Search the records below for the word "Result". Copy each line where it occurs.
:::
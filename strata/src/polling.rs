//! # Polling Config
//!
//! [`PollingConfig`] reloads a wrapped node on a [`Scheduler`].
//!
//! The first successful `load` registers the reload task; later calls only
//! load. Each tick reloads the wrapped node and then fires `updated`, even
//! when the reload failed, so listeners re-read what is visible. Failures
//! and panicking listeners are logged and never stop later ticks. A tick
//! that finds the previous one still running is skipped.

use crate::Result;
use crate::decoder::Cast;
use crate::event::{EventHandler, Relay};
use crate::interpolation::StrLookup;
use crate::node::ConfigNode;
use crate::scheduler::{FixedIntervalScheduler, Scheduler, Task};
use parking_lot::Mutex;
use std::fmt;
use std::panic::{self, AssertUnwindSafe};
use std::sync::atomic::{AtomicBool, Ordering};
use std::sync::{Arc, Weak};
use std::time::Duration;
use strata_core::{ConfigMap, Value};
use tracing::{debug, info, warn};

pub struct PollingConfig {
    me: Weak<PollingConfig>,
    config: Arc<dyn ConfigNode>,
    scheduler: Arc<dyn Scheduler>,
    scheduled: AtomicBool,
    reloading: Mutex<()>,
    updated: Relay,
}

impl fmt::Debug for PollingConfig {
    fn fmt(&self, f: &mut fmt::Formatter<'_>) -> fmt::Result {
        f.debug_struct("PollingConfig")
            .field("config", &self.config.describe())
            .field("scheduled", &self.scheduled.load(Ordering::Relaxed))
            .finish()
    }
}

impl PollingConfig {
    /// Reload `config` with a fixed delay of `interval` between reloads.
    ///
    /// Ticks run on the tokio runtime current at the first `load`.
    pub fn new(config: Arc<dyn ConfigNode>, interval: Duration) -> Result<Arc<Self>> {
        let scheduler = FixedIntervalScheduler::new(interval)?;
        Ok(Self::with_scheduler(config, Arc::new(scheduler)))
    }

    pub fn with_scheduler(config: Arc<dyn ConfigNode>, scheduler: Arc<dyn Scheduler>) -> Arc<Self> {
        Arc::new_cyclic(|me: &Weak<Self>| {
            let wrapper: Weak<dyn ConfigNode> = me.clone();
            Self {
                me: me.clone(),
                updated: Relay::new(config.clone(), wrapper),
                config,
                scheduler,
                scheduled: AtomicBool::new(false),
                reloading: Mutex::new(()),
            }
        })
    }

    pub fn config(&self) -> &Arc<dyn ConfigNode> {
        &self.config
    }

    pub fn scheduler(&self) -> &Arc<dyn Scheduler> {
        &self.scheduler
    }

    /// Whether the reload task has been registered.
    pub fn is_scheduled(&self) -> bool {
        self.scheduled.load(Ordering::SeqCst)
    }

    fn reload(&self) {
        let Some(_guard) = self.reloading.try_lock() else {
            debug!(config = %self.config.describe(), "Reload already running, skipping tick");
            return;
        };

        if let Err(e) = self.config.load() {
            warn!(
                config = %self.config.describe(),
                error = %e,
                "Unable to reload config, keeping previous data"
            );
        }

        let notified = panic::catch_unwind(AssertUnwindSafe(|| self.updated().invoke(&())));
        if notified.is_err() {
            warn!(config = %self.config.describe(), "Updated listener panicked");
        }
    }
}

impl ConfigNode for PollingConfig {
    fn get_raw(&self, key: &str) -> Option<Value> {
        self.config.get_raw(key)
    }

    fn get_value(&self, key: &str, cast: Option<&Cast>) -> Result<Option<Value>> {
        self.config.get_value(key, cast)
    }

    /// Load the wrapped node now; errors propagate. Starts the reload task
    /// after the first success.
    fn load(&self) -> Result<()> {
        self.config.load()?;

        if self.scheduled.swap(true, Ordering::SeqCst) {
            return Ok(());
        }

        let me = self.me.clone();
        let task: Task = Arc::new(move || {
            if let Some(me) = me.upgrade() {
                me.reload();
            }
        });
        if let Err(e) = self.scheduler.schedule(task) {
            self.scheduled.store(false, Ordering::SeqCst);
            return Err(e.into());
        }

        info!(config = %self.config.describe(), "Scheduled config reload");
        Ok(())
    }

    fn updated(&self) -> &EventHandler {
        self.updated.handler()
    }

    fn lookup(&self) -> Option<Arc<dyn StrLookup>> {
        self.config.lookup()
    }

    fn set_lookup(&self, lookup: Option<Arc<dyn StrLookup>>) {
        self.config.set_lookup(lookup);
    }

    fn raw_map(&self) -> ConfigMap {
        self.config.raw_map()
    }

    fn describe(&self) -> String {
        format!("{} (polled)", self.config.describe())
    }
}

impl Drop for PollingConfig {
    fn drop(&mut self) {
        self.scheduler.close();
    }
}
:::
ANSWER BELOW>
use crate::Result;
    fn fmt(&self, f: &mut fmt::Formatter<'_>) -> fmt::Result {
    pub fn new(config: Arc<dyn ConfigNode>, interval: Duration) -> Result<Arc<Self>> {
    fn get_value(&self, key: &str, cast: Option<&Cast>) -> Result<Option<Value>> {
    fn load(&self) -> Result<()> {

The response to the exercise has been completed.